ポート数10万超の光スイッチで毎秒1.25億ギガビットの情報を伝送――次世代情報インフラへの応用に期待 産総研

産業技術総合研究所(産総研)は2021年6月4日、産総研プラットフォームフォトニクス研究センターで開発したシリコンフォトニクス光スイッチ(以下、光スイッチ)を使い、13万1072ポートの光スイッチネットワークにおいて光スイッチ総容量1.25億ギガビット毎秒を達成したと発表した。ブルーレイディスク60万枚以上の情報を1秒間に伝送できる容量に相当し、世界最大となる。

産総研は、電気スイッチを介さずに光のまま経路を切り替える光スイッチを使った「ダイナミック光パスネットワーク」を提唱。その実現に向け、シリコンフォトニクスと呼ばれる光集積化技術を用いた光スイッチの開発を進めている。2016年には、産総研が持つ大規模光集積技術を使って、世界最大(当時)の32×32ポート光スイッチの開発にも成功している。

今回は、このシリコンフォトニクス32×32ポート光スイッチの性能を最大限発揮するための妨げとなっていたポート間クロストークの影響を詳細に解析するため、実験による検証を行った。

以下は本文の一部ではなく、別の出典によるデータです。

use serde::Deserialize;
use std::env;

#[derive(Debug, Deserialize, Clone)]
pub struct Config {
    pub server: ServerConfig,
    pub database: DatabaseConfig,
    pub redis: RedisConfig,
    pub auth: AuthConfig,
    pub booking_rules: BookingRules,
}

#[derive(Debug, Deserialize, Clone)]
pub struct BookingRules {
    /// Hard-lease duration granted by a successful lock request.
    #[serde(default = "default_lease_seconds")]
    pub lease_seconds: u64,
    /// How often the reconciler sweeps expired leases back to available.
    #[serde(default = "default_reconcile_interval_seconds")]
    pub reconcile_interval_seconds: u64,
    /// TTL of advisory seat selections (UX hints only).
    #[serde(default = "default_selection_ttl_seconds")]
    pub selection_ttl_seconds: u64,
}

fn default_lease_seconds() -> u64 {
    600
}
fn default_reconcile_interval_seconds() -> u64 {
    300
}
fn default_selection_ttl_seconds() -> u64 {
    90
}

#[derive(Debug, Deserialize, Clone)]
pub struct AuthConfig {
    /// Secret used to sign lock tokens (HS256).
    pub token_secret: String,
}

#[derive(Debug, Deserialize, Clone)]
pub struct ServerConfig {
    pub port: u16,
}

#[derive(Debug, Deserialize, Clone)]
pub struct DatabaseConfig {
    pub url: String,
}

#[derive(Debug, Deserialize, Clone)]
pub struct RedisConfig {
    pub url: String,
}

impl Config {
    pub fn load() -> Result<Self, config::ConfigError> {
        let run_mode = env::var("RUN_MODE").unwrap_or_else(|_| "development".into());

        let s = config::Config::builder()
            .add_source(config::File::with_name("config/default"))
            // Environment-specific overrides, optional
            .add_source(config::File::with_name(&format!("config/{}", run_mode)).required(false))
            // Local overrides, not checked in
            .add_source(config::File::with_name("config/local").required(false))
            // E.g. RUTA__SERVER__PORT=9000
            .add_source(config::Environment::with_prefix("RUTA").separator("__"))
            .build()?;

        s.try_deserialize()
    }
}
use chrono::{DateTime, Utc};
use serde::{Deserialize, Serialize};
use uuid::Uuid;

/// Seat-state change notifications fanned out to trip rooms. Advisory
/// selection events and authoritative ledger transitions share one channel;
/// the event name tells the client which tier it came from.
#[derive(Debug, Clone, Serialize, Deserialize)]
#[serde(tag = "type")]
pub enum SeatEvent {
    #[serde(rename = "seat:selected", rename_all = "camelCase")]
    Selected {
        trip_id: Uuid,
        seat_id: Uuid,
        holder: String,
    },
    #[serde(rename = "seat:released", rename_all = "camelCase")]
    Released { trip_id: Uuid, seat_id: Uuid },
    #[serde(rename = "seat:locked", rename_all = "camelCase")]
    Locked {
        trip_id: Uuid,
        seat_ids: Vec<Uuid>,
        locked_until: DateTime<Utc>,
    },
    #[serde(rename = "seat:booked", rename_all = "camelCase")]
    Booked {
        trip_id: Uuid,
        seat_ids: Vec<Uuid>,
        booking_id: Uuid,
    },
    #[serde(rename = "seat:available", rename_all = "camelCase")]
    Reclaimed { trip_id: Uuid, seat_id: Uuid },
}

impl SeatEvent {
    /// The trip room this event belongs to.
    pub fn trip_id(&self) -> Uuid {
        match self {
            SeatEvent::Selected { trip_id, .. }
            | SeatEvent::Released { trip_id, .. }
            | SeatEvent::Locked { trip_id, .. }
            | SeatEvent::Booked { trip_id, .. }
            | SeatEvent::Reclaimed { trip_id, .. } => *trip_id,
        }
    }
}

#[cfg(test)]
mod tests {
    use super::*;

    #[test]
    fn events_carry_wire_names() {
        let event = SeatEvent::Selected {
            trip_id: Uuid::new_v4(),
            seat_id: Uuid::new_v4(),
            holder: "viewer-1".into(),
        };
        let json = serde_json::to_value(&event).expect("serializes");
        assert_eq!(json["type"], "seat:selected");
        assert!(json["tripId"].is_string());
        assert!(json["seatId"].is_string());

        let event = SeatEvent::Locked {
            trip_id: Uuid::new_v4(),
            seat_ids: vec![Uuid::new_v4()],
            locked_until: Utc::now(),
        };
        let json = serde_json::to_value(&event).expect("serializes");
        assert_eq!(json["type"], "seat:locked");
        assert!(json["lockedUntil"].is_string());
    }
}
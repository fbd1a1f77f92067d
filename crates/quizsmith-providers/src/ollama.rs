//! Ollama (local LLM) generator.

use std::time::{Duration, Instant};

use anyhow::Context;
use async_trait::async_trait;
use serde::{Deserialize, Serialize};
use tracing::instrument;

use quizsmith_core::error::ProviderError;
use quizsmith_core::traits::{
    CompletionRequest, CompletionResponse, QuizGenerator, DEFAULT_SYSTEM_PROMPT,
};

const DEFAULT_BASE_URL: &str = "http://localhost:11434";
const DEFAULT_TIMEOUT_SECS: u64 = 300; // summaries of long chunks are slow on CPU

/// Generator backed by an Ollama server's chat endpoint.
pub struct OllamaGenerator {
    base_url: String,
    client: reqwest::Client,
}

impl OllamaGenerator {
    /// Create a generator for `base_url`. An empty URL selects the local default.
    pub fn new(base_url: &str) -> anyhow::Result<Self> {
        let base = if base_url.is_empty() {
            DEFAULT_BASE_URL
        } else {
            base_url
        };

        let client = reqwest::Client::builder()
            .timeout(Duration::from_secs(DEFAULT_TIMEOUT_SECS))
            .build()
            .context("failed to build HTTP client")?;

        Ok(Self {
            base_url: base.trim_end_matches('/').to_string(),
            client,
        })
    }

    pub fn base_url(&self) -> &str {
        &self.base_url
    }

    fn unreachable(&self) -> ProviderError {
        ProviderError::NetworkError(format!(
            "Ollama not reachable at {}. Is it running? Start with: ollama serve",
            self.base_url
        ))
    }
}

#[derive(Serialize)]
struct ChatRequest {
    model: String,
    messages: Vec<ChatMessage>,
    stream: bool,
    options: ChatOptions,
}

#[derive(Serialize)]
struct ChatMessage {
    role: &'static str,
    content: String,
}

#[derive(Serialize)]
struct ChatOptions {
    temperature: f64,
}

#[derive(Deserialize)]
struct ChatResponse {
    message: ChatResponseMessage,
    model: String,
}

#[derive(Deserialize)]
struct ChatResponseMessage {
    content: String,
}

#[derive(Deserialize)]
struct TagsResponse {
    models: Vec<LocalModel>,
}

/// A model installed on the Ollama server.
#[derive(Debug, Clone, Deserialize)]
pub struct LocalModel {
    pub name: String,
    #[serde(default)]
    pub size: u64,
}

#[async_trait]
impl QuizGenerator for OllamaGenerator {
    fn name(&self) -> &str {
        "ollama"
    }

    #[instrument(skip(self, request), fields(model = %request.model))]
    async fn complete(&self, request: &CompletionRequest) -> anyhow::Result<CompletionResponse> {
        let start = Instant::now();

        let system_prompt = request
            .system_prompt
            .clone()
            .unwrap_or_else(|| DEFAULT_SYSTEM_PROMPT.to_string());

        let body = ChatRequest {
            model: request.model.clone(),
            messages: vec![
                ChatMessage {
                    role: "system",
                    content: system_prompt,
                },
                ChatMessage {
                    role: "user",
                    content: request.prompt.clone(),
                },
            ],
            stream: false,
            options: ChatOptions {
                temperature: request.temperature,
            },
        };

        let response = self
            .client
            .post(format!("{}/api/chat", self.base_url))
            .json(&body)
            .send()
            .await
            .map_err(|e| {
                if e.is_timeout() {
                    ProviderError::Timeout(DEFAULT_TIMEOUT_SECS)
                } else if e.is_connect() {
                    self.unreachable()
                } else {
                    ProviderError::NetworkError(e.to_string())
                }
            })?;

        let status = response.status().as_u16();
        if status == 404 {
            return Err(ProviderError::ModelNotFound(format!(
                "Model '{}' not found locally. Pull it with: ollama pull {}",
                request.model, request.model
            ))
            .into());
        }
        if status == 429 {
            let retry_after = response
                .headers()
                .get("retry-after")
                .and_then(|v| v.to_str().ok())
                .and_then(|v| v.parse::<u64>().ok())
                .unwrap_or(1)
                * 1000;
            return Err(ProviderError::RateLimited {
                retry_after_ms: retry_after,
            }
            .into());
        }
        if status >= 400 {
            let body = response.text().await.unwrap_or_default();
            return Err(ProviderError::ApiError {
                status,
                message: body,
            }
            .into());
        }

        let api_response: ChatResponse =
            response.json().await.map_err(|e| ProviderError::ApiError {
                status: 0,
                message: format!("failed to parse response: {e}"),
            })?;

        let latency_ms = start.elapsed().as_millis() as u64;
        tracing::debug!(
            latency_ms,
            chars = api_response.message.content.len(),
            "completion received"
        );

        Ok(CompletionResponse {
            content: api_response.message.content,
            model: api_response.model,
            latency_ms,
        })
    }
}

impl OllamaGenerator {
    /// Fetch the models installed on the Ollama instance.
    pub async fn list_models_async(&self) -> anyhow::Result<Vec<LocalModel>> {
        let response = self
            .client
            .get(format!("{}/api/tags", self.base_url))
            .send()
            .await
            .map_err(|_| self.unreachable())?;

        let status = response.status().as_u16();
        if status >= 400 {
            let body = response.text().await.unwrap_or_default();
            return Err(ProviderError::ApiError {
                status,
                message: body,
            }
            .into());
        }

        let tags: TagsResponse = response.json().await.map_err(|e| ProviderError::ApiError {
            status: 0,
            message: format!("failed to parse tags response: {e}"),
        })?;

        Ok(tags.models)
    }
}

#[cfg(test)]
mod tests {
    use super::*;
    use wiremock::matchers::{body_partial_json, method, path};
    use wiremock::{Mock, MockServer, ResponseTemplate};

    fn request(model: &str) -> CompletionRequest {
        CompletionRequest {
            model: model.into(),
            prompt: "Summarize the following text into structured paragraphs:\n\nRust".into(),
            system_prompt: None,
            temperature: 0.2,
        }
    }

    #[tokio::test]
    async fn successful_completion() {
        let server = MockServer::start().await;

        let response_body = serde_json::json!({
            "message": {"role": "assistant", "content": "1. What is Rust?\nA. A language\nAnswer: A. A language"},
            "model": "llama3.2:latest",
            "done": true
        });

        Mock::given(method("POST"))
            .and(path("/api/chat"))
            .and(body_partial_json(serde_json::json!({
                "model": "llama3.2:latest",
                "stream": false,
                "options": {"temperature": 0.2}
            })))
            .respond_with(ResponseTemplate::new(200).set_body_json(&response_body))
            .expect(1)
            .mount(&server)
            .await;

        let generator = OllamaGenerator::new(&server.uri()).unwrap();
        let response = generator.complete(&request("llama3.2:latest")).await.unwrap();
        assert!(response.content.starts_with("1. What is Rust?"));
        assert_eq!(response.model, "llama3.2:latest");
    }

    #[tokio::test]
    async fn sends_system_and_user_messages() {
        let server = MockServer::start().await;

        Mock::given(method("POST"))
            .and(path("/api/chat"))
            .and(body_partial_json(serde_json::json!({
                "messages": [
                    {"role": "system", "content": DEFAULT_SYSTEM_PROMPT},
                    {"role": "user"}
                ]
            })))
            .respond_with(ResponseTemplate::new(200).set_body_json(serde_json::json!({
                "message": {"content": "ok"},
                "model": "llama3.2:latest"
            })))
            .expect(1)
            .mount(&server)
            .await;

        let generator = OllamaGenerator::new(&server.uri()).unwrap();
        generator.complete(&request("llama3.2:latest")).await.unwrap();
    }

    #[tokio::test]
    async fn model_not_found() {
        let server = MockServer::start().await;

        Mock::given(method("POST"))
            .and(path("/api/chat"))
            .respond_with(ResponseTemplate::new(404).set_body_string("model not found"))
            .mount(&server)
            .await;

        let generator = OllamaGenerator::new(&server.uri()).unwrap();
        let err = generator.complete(&request("nonexistent")).await.unwrap_err();
        let provider_err = err.downcast_ref::<ProviderError>().unwrap();
        assert!(provider_err.is_permanent());
        assert!(err.to_string().contains("ollama pull nonexistent"));
    }

    #[tokio::test]
    async fn server_error_is_api_error() {
        let server = MockServer::start().await;

        Mock::given(method("POST"))
            .and(path("/api/chat"))
            .respond_with(ResponseTemplate::new(500).set_body_string("out of memory"))
            .mount(&server)
            .await;

        let generator = OllamaGenerator::new(&server.uri()).unwrap();
        let err = generator.complete(&request("llama3.2:latest")).await.unwrap_err();
        match err.downcast_ref::<ProviderError>() {
            Some(ProviderError::ApiError { status, message }) => {
                assert_eq!(*status, 500);
                assert_eq!(message, "out of memory");
            }
            other => panic!("expected ApiError, got {other:?}"),
        }
    }

    #[tokio::test]
    async fn busy_server_is_rate_limited() {
        let server = MockServer::start().await;

        Mock::given(method("POST"))
            .and(path("/api/chat"))
            .respond_with(ResponseTemplate::new(429).insert_header("retry-after", "3"))
            .mount(&server)
            .await;

        let generator = OllamaGenerator::new(&server.uri()).unwrap();
        let err = generator.complete(&request("llama3.2:latest")).await.unwrap_err();
        let provider_err = err.downcast_ref::<ProviderError>().unwrap();
        assert_eq!(provider_err.retry_after_ms(), Some(3000));
        assert!(!provider_err.is_permanent());
    }

    #[tokio::test]
    async fn unreachable_server_is_network_error() {
        // Nothing listens on the discard port.
        let generator = OllamaGenerator::new("http://127.0.0.1:9").unwrap();
        let err = generator.complete(&request("llama3.2:latest")).await.unwrap_err();
        assert!(matches!(
            err.downcast_ref::<ProviderError>(),
            Some(ProviderError::NetworkError(_))
        ));
    }

    #[tokio::test]
    async fn dynamic_model_listing() {
        let server = MockServer::start().await;

        let response_body = serde_json::json!({
            "models": [
                {"name": "llama3.2:latest", "size": 2000000000_u64},
                {"name": "mistral:7b", "size": 4100000000_u64}
            ]
        });

        Mock::given(method("GET"))
            .and(path("/api/tags"))
            .respond_with(ResponseTemplate::new(200).set_body_json(&response_body))
            .mount(&server)
            .await;

        let generator = OllamaGenerator::new(&format!("{}/", server.uri())).unwrap();
        let models = generator.list_models_async().await.unwrap();
        assert_eq!(models.len(), 2);
        assert_eq!(models[0].name, "llama3.2:latest");
        assert_eq!(models[1].size, 4_100_000_000);
    }

    #[test]
    fn empty_url_uses_default() {
        let generator = OllamaGenerator::new("").unwrap();
        assert_eq!(generator.base_url(), DEFAULT_BASE_URL);
    }
}
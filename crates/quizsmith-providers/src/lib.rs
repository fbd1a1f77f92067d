//! quizsmith-providers: Text generator backends and configuration.
//!
//! Implements the `QuizGenerator` trait for a local Ollama server and for
//! tests, and loads the `quizsmith.toml` configuration.

pub mod config;
pub mod mock;
pub mod ollama;

pub use config::{create_generator, load_config, QuizsmithConfig};
pub use quizsmith_core::error::ProviderError;
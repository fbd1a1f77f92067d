//! Mock generator for testing.

use std::collections::HashMap;
use std::sync::atomic::{AtomicU32, Ordering};
use std::sync::Mutex;

use async_trait::async_trait;

use quizsmith_core::traits::{CompletionRequest, CompletionResponse, QuizGenerator};

/// A canned-response generator for exercising the pipeline offline.
///
/// Responses are chosen by prompt-substring matching, falling back to a
/// default.
pub struct MockGenerator {
    /// Map of prompt substring → response text.
    responses: HashMap<String, String>,
    default_response: String,
    call_count: AtomicU32,
    last_request: Mutex<Option<CompletionRequest>>,
}

impl MockGenerator {
    pub fn new(responses: HashMap<String, String>) -> Self {
        Self {
            responses,
            default_response: "1. Placeholder question?\nA. Yes\nB. No\nAnswer: A. Yes"
                .to_string(),
            call_count: AtomicU32::new(0),
            last_request: Mutex::new(None),
        }
    }

    /// Create a mock that always returns the same response.
    pub fn with_fixed_response(response: &str) -> Self {
        Self {
            default_response: response.to_string(),
            ..Self::new(HashMap::new())
        }
    }

    pub fn call_count(&self) -> u32 {
        self.call_count.load(Ordering::Relaxed)
    }

    /// The last request received, if any.
    pub fn last_request(&self) -> Option<CompletionRequest> {
        self.last_request
            .lock()
            .map(|guard| guard.clone())
            .unwrap_or_default()
    }
}

#[async_trait]
impl QuizGenerator for MockGenerator {
    fn name(&self) -> &str {
        "mock"
    }

    async fn complete(&self, request: &CompletionRequest) -> anyhow::Result<CompletionResponse> {
        self.call_count.fetch_add(1, Ordering::Relaxed);
        if let Ok(mut last) = self.last_request.lock() {
            *last = Some(request.clone());
        }

        let content = self
            .responses
            .iter()
            .find(|(key, _)| request.prompt.contains(key.as_str()))
            .map(|(_, v)| v.clone())
            .unwrap_or_else(|| self.default_response.clone());

        Ok(CompletionResponse {
            content,
            model: request.model.clone(),
            latency_ms: 1,
        })
    }
}
//! Tolerant quiz text parser.
//!
//! Turns the loosely formatted text an LLM produces for a multiple-choice
//! quiz into [`Question`] records:
//!
//! ```text
//! 1. What is the capital of Italy?
//! A. Paris
//! B. Rome
//! Answer: B. Rome
//! ```
//!
//! Each non-blank line is classified as a question marker, an option
//! marker, an answer marker, or noise. Noise and out-of-order lines are
//! skipped; parsing never fails.

use std::collections::HashSet;
use std::fmt::Write as _;
use std::path::Path;

use anyhow::{Context, Result};

use crate::model::{option_label, Question, OPTION_LABELS};

const ANSWER_PREFIX: &str = "Answer:";

/// What a single trimmed, non-blank line means to the parser.
#[derive(Debug, Clone, Copy, PartialEq, Eq)]
enum LineKind<'a> {
    /// `3. Some question` with the number stripped.
    QuestionMarker(&'a str),
    /// `B. Some option` with the label stripped.
    OptionMarker(&'a str),
    /// `Answer: B. Some option` with both prefixes stripped.
    AnswerMarker(&'a str),
    Other,
}

fn classify(line: &str) -> LineKind<'_> {
    if let Some(rest) = strip_question_number(line) {
        return LineKind::QuestionMarker(rest.trim());
    }
    if let Some(rest) = strip_option_label(line) {
        return LineKind::OptionMarker(rest.trim());
    }
    if let Some(rest) = line.strip_prefix(ANSWER_PREFIX) {
        let rest = rest.trim();
        let answer = strip_option_label(rest).map(str::trim).unwrap_or(rest);
        return LineKind::AnswerMarker(answer);
    }
    LineKind::Other
}

/// Strip a leading `<digits>.` marker.
fn strip_question_number(line: &str) -> Option<&str> {
    let digits = line.bytes().take_while(u8::is_ascii_digit).count();
    if digits == 0 {
        return None;
    }
    line[digits..].strip_prefix('.')
}

/// Strip a leading `A.`-`D.` label. The label must be followed by whitespace
/// or end the line, so a trimmed `B. ` still counts as an empty option.
fn strip_option_label(line: &str) -> Option<&str> {
    let mut chars = line.chars();
    let label = chars.next()?;
    if !OPTION_LABELS.contains(&label) {
        return None;
    }
    let rest = chars.as_str().strip_prefix('.')?;
    (rest.is_empty() || rest.starts_with(char::is_whitespace)).then_some(rest)
}

/// Parser state: either before the first question or accumulating one.
#[derive(Debug)]
enum ParseState {
    NoQuestion,
    InQuestion(Question),
}

impl ParseState {
    /// Apply one line. A question finished by this line is returned
    /// alongside the next state.
    fn step(self, line: LineKind<'_>) -> (ParseState, Option<Question>) {
        match (self, line) {
            (ParseState::NoQuestion, LineKind::QuestionMarker(text)) => {
                (ParseState::InQuestion(Question::new(text)), None)
            }
            (ParseState::InQuestion(done), LineKind::QuestionMarker(text)) => {
                (ParseState::InQuestion(Question::new(text)), Some(done))
            }
            (ParseState::InQuestion(mut current), LineKind::OptionMarker(text)) => {
                current.options.push(text.to_string());
                (ParseState::InQuestion(current), None)
            }
            (ParseState::InQuestion(mut current), LineKind::AnswerMarker(text)) => {
                current.answer = text.to_string();
                (ParseState::InQuestion(current), None)
            }
            (
                ParseState::NoQuestion,
                LineKind::OptionMarker(text) | LineKind::AnswerMarker(text),
            ) => {
                tracing::trace!(line = text, "dropping line outside of a question");
                (ParseState::NoQuestion, None)
            }
            (state, LineKind::Other) => (state, None),
        }
    }
}

/// Parse raw quiz text into questions, in the order they appear.
///
/// Questions without options or without an `Answer:` line are kept; it is
/// up to the caller to decide whether they are usable (see
/// [`validate_quiz`]).
pub fn parse_quiz(raw: &str) -> Vec<Question> {
    // Editors on Windows like to save a BOM; `trim` keeps it.
    let raw = raw.strip_prefix('\u{feff}').unwrap_or(raw);
    let mut questions = Vec::new();
    let mut state = ParseState::NoQuestion;

    for line in raw.lines().map(str::trim).filter(|l| !l.is_empty()) {
        let (next, finished) = state.step(classify(line));
        questions.extend(finished);
        state = next;
    }

    if let ParseState::InQuestion(last) = state {
        questions.push(last);
    }

    tracing::debug!(questions = questions.len(), "parsed quiz text");
    questions
}

/// Read a quiz text file and parse it.
pub fn parse_quiz_file(path: &Path) -> Result<Vec<Question>> {
    let content = std::fs::read_to_string(path)
        .with_context(|| format!("failed to read quiz file: {}", path.display()))?;
    Ok(parse_quiz(&content))
}

/// Render questions back into the text format the parser reads.
///
/// An answer that matches one of the first four options is written with
/// that option's label, as in `Answer: B. Rome`. Parsing the output gives
/// back the same questions as long as no field spans several lines, every
/// question has at most four options, and any answer that itself starts
/// with an option label matches one of those options.
pub fn render_quiz_text(questions: &[Question]) -> String {
    let mut out = String::new();
    for (idx, q) in questions.iter().enumerate() {
        if idx > 0 {
            out.push('\n');
        }
        let _ = writeln!(out, "{}. {}", idx + 1, q.text);
        for (i, option) in q.options.iter().enumerate() {
            let _ = writeln!(out, "{}. {}", option_label(i), option);
        }
        match q.correct_option_index() {
            Some(i) if i < OPTION_LABELS.len() => {
                let _ = writeln!(out, "{ANSWER_PREFIX} {}. {}", option_label(i), q.answer);
            }
            _ if !q.answer.is_empty() => {
                let _ = writeln!(out, "{ANSWER_PREFIX} {}", q.answer);
            }
            _ => {}
        }
    }
    out
}

/// A warning from quiz validation.
#[derive(Debug, Clone)]
pub struct ValidationWarning {
    /// The 1-based question number (if applicable).
    pub question_number: Option<usize>,
    /// Warning message.
    pub message: String,
}

/// Check parsed questions for shape problems a quiz taker would notice.
///
/// Nothing here is fatal: the grader copes with every case reported.
pub fn validate_quiz(questions: &[Question]) -> Vec<ValidationWarning> {
    let mut warnings = Vec::new();

    if questions.is_empty() {
        warnings.push(ValidationWarning {
            question_number: None,
            message: "no questions found".into(),
        });
        return warnings;
    }

    for (idx, q) in questions.iter().enumerate() {
        let number = idx + 1;
        let mut warn = |message: String| {
            warnings.push(ValidationWarning {
                question_number: Some(number),
                message,
            })
        };

        if q.text.trim().is_empty() {
            warn("question text is empty".into());
        }

        if q.options.len() < 2 {
            warn(format!("only {} option(s)", q.options.len()));
        } else if q.options.len() > OPTION_LABELS.len() {
            warn(format!(
                "{} options; only {} are supported",
                q.options.len(),
                OPTION_LABELS.len()
            ));
        }

        let mut seen = HashSet::new();
        for option in &q.options {
            if !seen.insert(option.as_str()) {
                warn(format!("duplicate option: {option}"));
            }
        }

        if q.answer.trim().is_empty() {
            warn("no answer given".into());
        } else if !q.is_answerable() {
            warn(format!("answer '{}' does not match any option", q.answer));
        }
    }

    warnings
}
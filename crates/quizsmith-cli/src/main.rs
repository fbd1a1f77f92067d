//! quizsmith CLI: parse, take, and grade multiple-choice quizzes.

use std::path::PathBuf;
use std::process;

use clap::{Parser, Subcommand};

mod commands;

#[derive(Parser)]
#[command(
    name = "quizsmith",
    version,
    about = "Turn generated quiz text into a graded multiple-choice quiz"
)]
struct Cli {
    #[command(subcommand)]
    command: Commands,
}

#[derive(Subcommand)]
enum Commands {
    /// Parse quiz text and print the structured questions
    Parse {
        /// Path to the quiz text file
        quiz: PathBuf,

        /// Output format: text, json
        #[arg(long, default_value = "text")]
        format: String,
    },

    /// Check quiz text for questions that cannot be graded properly
    Validate {
        /// Path to the quiz text file
        quiz: PathBuf,
    },

    /// Grade a saved answers file against a quiz
    Grade {
        /// Path to the quiz text file
        quiz: PathBuf,

        /// JSON object mapping question numbers to selected option text
        #[arg(long)]
        answers: PathBuf,

        /// Output format: text, json, html
        #[arg(long, default_value = "text")]
        format: String,

        /// Output file for the html format
        #[arg(long, default_value = "feedback.html")]
        output: PathBuf,

        /// Also save the feedback report as JSON
        #[arg(long)]
        save: Option<PathBuf>,
    },

    /// Show a feedback report saved by `grade --save`
    Review {
        /// Path to the feedback report JSON
        report: PathBuf,
    },

    /// Take a quiz interactively in the terminal
    Take {
        /// Path to the quiz text file
        quiz: PathBuf,

        /// Submit automatically after this many seconds
        #[arg(long)]
        time_limit: Option<u64>,

        /// Save the graded submission as JSON
        #[arg(long)]
        save: Option<PathBuf>,
    },

    /// Generate a summary and quiz with a local Ollama model
    Generate {
        /// Plain-text source document
        #[arg(long, conflicts_with = "topic", required_unless_present = "topic")]
        input: Option<PathBuf>,

        /// Generate a quiz on a topic instead of from a document
        #[arg(long)]
        topic: Option<String>,

        /// Number of questions (default: from config)
        #[arg(long)]
        num_questions: Option<usize>,

        /// Model override
        #[arg(long)]
        model: Option<String>,

        /// Countdown for the generated quiz page, in seconds
        #[arg(long)]
        time_limit: Option<u64>,

        /// Output directory (default: from config)
        #[arg(long)]
        output: Option<PathBuf>,

        /// Config file path
        #[arg(long)]
        config: Option<PathBuf>,
    },

    /// List models installed on the Ollama server
    ListModels {
        /// Config file path
        #[arg(long)]
        config: Option<PathBuf>,
    },

    /// Create a starter config and a sample quiz
    Init,
}

#[tokio::main]
async fn main() {
    tracing_subscriber::fmt()
        .with_env_filter(
            tracing_subscriber::EnvFilter::try_from_default_env()
                .unwrap_or_else(|_| tracing_subscriber::EnvFilter::new("quizsmith=info")),
        )
        .with_writer(std::io::stderr)
        .init();

    let cli = Cli::parse();

    let result = match cli.command {
        Commands::Parse { quiz, format } => commands::parse::execute(quiz, format),
        Commands::Validate { quiz } => commands::validate::execute(quiz),
        Commands::Grade {
            quiz,
            answers,
            format,
            output,
            save,
        } => commands::grade::execute(quiz, answers, format, output, save),
        Commands::Review { report } => commands::review::execute(report),
        Commands::Take {
            quiz,
            time_limit,
            save,
        } => commands::take::execute(quiz, time_limit, save).await,
        Commands::Generate {
            input,
            topic,
            num_questions,
            model,
            time_limit,
            output,
            config,
        } => {
            commands::generate::execute(commands::generate::GenerateArgs {
                input,
                topic,
                num_questions,
                model,
                time_limit,
                output,
                config,
            })
            .await
        }
        Commands::ListModels { config } => commands::list_models::execute(config).await,
        Commands::Init => commands::init::execute(),
    };

    if let Err(e) = result {
        eprintln!("Error: {e:#}");
        process::exit(1);
    }
}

実験では、標準的な誤り訂正符号を想定した光信号を用意し、この信号を32×32ポートの光スイッチネットワークを6~9周伝送させ、6~9段の光スイッチと想定して信号の波形などを測定した。その結果、誤り訂正技術によってクロストークの影響を抑えることができれば、信頼性の高い信号伝送が可能となることが分かった。また、32×32ポート光スイッチのポートを全て占有した場合のエネルギー効率は、1スイッチ当たり0.06 pJ/bitで、最先端の電気スイッチを用いたClos構成より100倍以上高いことも確認された。

これらの結果を基に、13万1072ポートの光スイッチネットワークを使った実験を行い、総容量1.25 億ギガビット毎秒を達成した。

現在、次世代大規模データセンターやスーパーコンピューターなど次世代情報インフラの実現に向けた研究が世界中で進められているが、電気スイッチよりもエネルギー効率や信頼性、量産性に優れる光スイッチに対する期待が高まっている。小規模光スイッチを多数使うことでスイッチの大規模化が可能だが、大規模化に伴いクロストークの影響が大きくなる点が実用化への障害となっていた。

産総研では、今回の実験結果は「コンピューティング領域などにおいて大容量データの転送経路を高速に切り替える場面で非常に有用である」とし、ポート数の大規模拡張が可能になれば、電気スイッチの負荷軽減によりスーパーコンピューターなどの高性能化と省電力化の両立が期待できるとして、光スイッチのポート数や総容量のさらなる拡大を目指す。

この技術の詳細は、2021年6月6日~6月10日にオンラインで開催される光通信関連の国際会議「The Optical Networking and Communication Conference & Exhibition 2021 (OFC2021)」で発表される。